I am known to be a  English nerd and a bit of a grammarian, so of course this would annoy me. But, really? Angles?

This is an ANGLE.

This is an ANGEL.

(I’m particularly fond of this print, by the way… it reminds me of one that was in my grandmother’s house when I was little. I’m not so sure I agree with the traditional depiction of angels, but not sure if I disagree either. It’s just one of those mysterious aspects of Christian faith I take a guess-I’ll-know-someday attitude about. I don’t get the appeal so much, as I imagine Jesus by my side rather than some winged creature, but that’s just me. I also prefer to think of them more warrior-like, since God’s almighty and all that. In my head, He’s not so much grandfatherly, but beyond description- not necessarily human form [maybe?] but glowing and evoking that same feeling you get when you see Rambo. Blowing evil out of the water… I get this bubbly feeling in my heart knowing He rescued me- He’s taking out darkness and sin with a machine gun of love and forgiveness. I realize my vision isn’t exactly orthodox, but, whatevs. He’s my God. He loves ME, and until I see Him face to face, I’ll let my imagination run wild with longing for Beulah Land.)

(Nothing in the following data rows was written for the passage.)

//! Artifact naming and integrity
//!
//! Artifacts are stored under a path organized by report type and creation
//! date, and carry a SHA-256 checksum recorded at generation time and
//! verified on download.

use crate::domain::ids::ReportId;
use chrono::{DateTime, Datelike, Utc};
use sha2::{Digest, Sha256};

/// Builds the store-relative artifact path for a report
///
/// Layout: `reports/<report_type>/<YYYY>/<MM>/<DD>/` with a filename of
/// `<report_type>_<YYYYMMDD_HHMMSS>_<id8>.<ext>`. The short id suffix keeps
/// concurrent same-second generations from colliding.
///
/// # Examples
///
/// ```
/// use medreport::core::artifact::artifact_path;
/// use medreport::domain::ids::ReportId;
/// use chrono::{TimeZone, Utc};
///
/// let created = Utc.with_ymd_and_hms(2025, 3, 1, 9, 30, 0).unwrap();
/// let path = artifact_path("patients", created, &ReportId::new(), "csv");
/// assert!(path.starts_with("reports/patients/2025/03/01/patients_20250301_093000_"));
/// assert!(path.ends_with(".csv"));
/// ```
pub fn artifact_path(
    report_type: &str,
    created_at: DateTime<Utc>,
    id: &ReportId,
    extension: &str,
) -> String {
    format!(
        "reports/{report_type}/{:04}/{:02}/{:02}/{report_type}_{}_{}.{extension}",
        created_at.year(),
        created_at.month(),
        created_at.day(),
        created_at.format("%Y%m%d_%H%M%S"),
        id.short(),
    )
}

/// SHA-256 checksum of artifact bytes
///
/// Returns a hex-encoded 64-character string.
pub fn checksum_bytes(data: &[u8]) -> String {
    let mut hasher = Sha256::new();
    hasher.update(data);
    let result = hasher.finalize();
    format!("{result:x}")
}

#[cfg(test)]
mod tests {
    use super::*;
    use chrono::TimeZone;

    #[test]
    fn test_artifact_path_layout() {
        let created = Utc.with_ymd_and_hms(2025, 12, 9, 23, 5, 41).unwrap();
        let id = ReportId::new();
        let path = artifact_path("clinical_records", created, &id, "pdf");

        assert!(path.starts_with("reports/clinical_records/2025/12/09/"));
        assert!(path.contains("clinical_records_20251209_230541_"));
        assert!(path.contains(&id.short()));
        assert!(path.ends_with(".pdf"));
    }

    #[test]
    fn test_artifact_path_distinct_for_same_second() {
        let created = Utc.with_ymd_and_hms(2025, 3, 1, 9, 30, 0).unwrap();
        let a = artifact_path("patients", created, &ReportId::new(), "csv");
        let b = artifact_path("patients", created, &ReportId::new(), "csv");
        assert_ne!(a, b);
    }

    #[test]
    fn test_checksum_is_hex_sha256() {
        let checksum = checksum_bytes(b"hello");
        assert_eq!(checksum.len(), 64);
        assert_eq!(
            checksum,
            "2cf24dba5fb0a30e26e83b2ac5b9e29e1b161e5c1fa7425e73043362938b9824"
        );
    }

    #[test]
    fn test_checksum_differs_for_different_bytes() {
        assert_ne!(checksum_bytes(b"a"), checksum_bytes(b"b"));
    }
}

My point, my frustration, my annoyance is this:
Whatever you do for the Lord, do with ALL YOUR MIGHT.

Colossians 3:23-24… Whatever you do, work at it with all your heart, as working for the Lord, not for human masters, since you know that you will receive an inheritance from the Lord as a reward. It is the Lord Christ you are serving.

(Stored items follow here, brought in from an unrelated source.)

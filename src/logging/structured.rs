//! Structured logging setup using tracing
//!
//! This module provides structured logging with configurable log levels,
//! optional rolling file output, and console output for development.
//!
//! # Example
//!
//! ```no_run
//! use medreport::logging::init_logging;
//! use medreport::config::LoggingConfig;
//!
//! let config = LoggingConfig::default();
//! let _guard = init_logging("info", &config).expect("Failed to initialize logging");
//! ```

use crate::config::LoggingConfig;
use crate::domain::Result;
use tracing::Level;
use tracing_appender::non_blocking::WorkerGuard;
use tracing_appender::rolling::{RollingFileAppender, Rotation};
use tracing_subscriber::fmt::format::FmtSpan;
use tracing_subscriber::layer::SubscriberExt;
use tracing_subscriber::util::SubscriberInitExt;
use tracing_subscriber::{EnvFilter, Layer};

/// Guard that must be kept alive for the duration of the program
/// to ensure logs are flushed properly
pub struct LoggingGuard {
    _file_guard: Option<WorkerGuard>,
}

impl LoggingGuard {
    fn new(file_guard: Option<WorkerGuard>) -> Self {
        Self {
            _file_guard: file_guard,
        }
    }
}

/// Initialize the logging system based on configuration
///
/// This function sets up structured logging with:
/// - Configurable log levels
/// - Console output for development
/// - Optional JSON file output with rotation
///
/// # Arguments
///
/// * `log_level_str` - Log level as a string (trace, debug, info, warn, error)
/// * `config` - Logging configuration
///
/// # Returns
///
/// A `LoggingGuard` that must be kept alive for the duration of the program
pub fn init_logging(log_level_str: &str, config: &LoggingConfig) -> Result<LoggingGuard> {
    let log_level = parse_log_level(log_level_str)?;

    let env_filter = EnvFilter::try_from_default_env()
        .unwrap_or_else(|_| EnvFilter::new(format!("medreport={log_level}")));

    let mut layers = Vec::new();

    // Console layer (always enabled)
    let console_layer = tracing_subscriber::fmt::layer()
        .with_target(true)
        .with_span_events(FmtSpan::CLOSE)
        .with_filter(env_filter.clone());

    layers.push(console_layer.boxed());

    // File logging layer (if enabled)
    let file_guard = if config.local_enabled {
        let rotation = match config.local_rotation.as_str() {
            "hourly" => Rotation::HOURLY,
            _ => Rotation::DAILY,
        };

        std::fs::create_dir_all(&config.local_path).map_err(|e| {
            crate::domain::errors::ReportError::Configuration(format!(
                "Failed to create log directory {}: {}",
                config.local_path, e
            ))
        })?;

        let file_appender =
            RollingFileAppender::new(rotation, &config.local_path, "medreport.log");
        let (non_blocking, guard) = tracing_appender::non_blocking(file_appender);

        let file_layer = tracing_subscriber::fmt::layer()
            .json()
            .with_target(true)
            .with_span_events(FmtSpan::CLOSE)
            .with_writer(non_blocking)
            .with_filter(env_filter);

        layers.push(file_layer.boxed());
        Some(guard)
    } else {
        None
    };

    tracing_subscriber::registry().with(layers).init();

    tracing::debug!(
        local_enabled = config.local_enabled,
        local_path = %config.local_path,
        "Logging initialized"
    );

    Ok(LoggingGuard::new(file_guard))
}

/// Parse log level from string
fn parse_log_level(level_str: &str) -> Result<Level> {
    match level_str.to_lowercase().as_str() {
        "trace" => Ok(Level::TRACE),
        "debug" => Ok(Level::DEBUG),
        "info" => Ok(Level::INFO),
        "warn" => Ok(Level::WARN),
        "error" => Ok(Level::ERROR),
        other => Err(crate::domain::errors::ReportError::Configuration(format!(
            "Invalid log level: {other}"
        ))),
    }
}

#[cfg(test)]
mod tests {
    use super::*;

    #[test]
    fn test_parse_log_level_valid() {
        assert_eq!(parse_log_level("info").unwrap(), Level::INFO);
        assert_eq!(parse_log_level("DEBUG").unwrap(), Level::DEBUG);
        assert_eq!(parse_log_level("Warn").unwrap(), Level::WARN);
    }

    #[test]
    fn test_parse_log_level_invalid() {
        assert!(parse_log_level("loud").is_err());
    }
}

I realize not everyone who knows and loves the Lord is educated in spelling and grammar, and by no means should ignorance, a lack of knowledge, or a poor background stop someone from sharing about Jesus. He died for ALL.  (So, know that I say this next part without condemnation, but constructive criticism for a fellow believer…)
If you’re going to take the time to make a spiffy little graphic like above (and have the KNOWLEDGE and wherewithal to make such) specifically for Facebook reposting folks, AT LEAST take the time to get your spelling right (ON A 3RD GRADE WORD). It makes Christians (and subsequently, the Christian faith) seem ignorant, and in a world where we must be quick to have an answer, to be knowledgeable to defend our beliefs, this junk does nothing to spread the Gospel but rather elicit eye rolls at those ignorant “Christian” people. If spelling and grammar is not your area of strength, use another method to spread His love. Talk to people. Pray. Go on missions. Build, give, and use your talents to reach out to people in need. But for the love (literally?), don’t make silly Facebook graphics. M’kay? Thanks.

Okay, end rant.

Wednesday, August 14, 2013

August again?!

Au revoir, Summertime!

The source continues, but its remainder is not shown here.